* _Your instructions_: Where a line of the material contains the string "rest", copy that line.
──────────────────────────────
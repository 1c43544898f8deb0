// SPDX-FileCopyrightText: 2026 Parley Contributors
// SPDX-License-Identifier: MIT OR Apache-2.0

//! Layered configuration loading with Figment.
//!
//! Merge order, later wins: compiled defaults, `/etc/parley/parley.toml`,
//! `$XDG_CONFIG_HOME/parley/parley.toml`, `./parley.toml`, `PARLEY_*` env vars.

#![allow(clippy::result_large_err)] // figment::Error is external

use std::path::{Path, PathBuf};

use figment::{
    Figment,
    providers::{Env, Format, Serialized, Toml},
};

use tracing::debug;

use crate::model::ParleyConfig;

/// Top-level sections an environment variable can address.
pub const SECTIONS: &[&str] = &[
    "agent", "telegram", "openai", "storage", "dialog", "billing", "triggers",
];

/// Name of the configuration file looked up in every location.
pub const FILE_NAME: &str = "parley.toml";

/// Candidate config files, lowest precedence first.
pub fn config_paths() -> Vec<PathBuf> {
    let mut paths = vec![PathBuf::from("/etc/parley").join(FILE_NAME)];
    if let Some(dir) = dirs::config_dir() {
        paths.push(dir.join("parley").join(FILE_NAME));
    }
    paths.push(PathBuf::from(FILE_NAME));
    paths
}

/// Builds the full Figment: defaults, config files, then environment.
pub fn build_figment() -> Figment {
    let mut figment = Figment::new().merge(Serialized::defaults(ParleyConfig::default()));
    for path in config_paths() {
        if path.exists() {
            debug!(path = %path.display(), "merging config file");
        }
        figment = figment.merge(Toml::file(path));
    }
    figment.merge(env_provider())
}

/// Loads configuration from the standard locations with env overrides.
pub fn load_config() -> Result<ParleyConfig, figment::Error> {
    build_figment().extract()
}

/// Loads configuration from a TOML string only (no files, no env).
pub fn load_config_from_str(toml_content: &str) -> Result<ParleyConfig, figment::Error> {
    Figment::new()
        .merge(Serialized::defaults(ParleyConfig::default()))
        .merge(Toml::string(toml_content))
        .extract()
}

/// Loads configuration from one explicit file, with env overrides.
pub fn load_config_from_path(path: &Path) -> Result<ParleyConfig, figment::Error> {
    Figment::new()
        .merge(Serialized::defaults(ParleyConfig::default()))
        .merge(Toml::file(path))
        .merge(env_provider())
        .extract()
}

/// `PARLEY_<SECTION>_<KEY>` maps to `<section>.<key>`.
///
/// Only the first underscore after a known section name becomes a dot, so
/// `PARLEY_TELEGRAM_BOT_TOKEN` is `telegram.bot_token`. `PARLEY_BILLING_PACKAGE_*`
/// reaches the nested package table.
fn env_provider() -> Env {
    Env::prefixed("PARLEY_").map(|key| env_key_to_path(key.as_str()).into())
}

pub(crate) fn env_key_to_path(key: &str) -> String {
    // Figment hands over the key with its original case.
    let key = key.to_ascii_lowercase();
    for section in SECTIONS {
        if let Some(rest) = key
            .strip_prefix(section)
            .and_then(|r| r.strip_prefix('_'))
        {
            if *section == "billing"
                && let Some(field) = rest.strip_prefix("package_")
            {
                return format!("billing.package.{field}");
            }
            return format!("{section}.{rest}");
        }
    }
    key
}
──────────────────────────────
* _Result of the task_:
        if let Some(rest) = key
                && let Some(field) = rest.strip_prefix("package_")
            return format!("{section}.{rest}");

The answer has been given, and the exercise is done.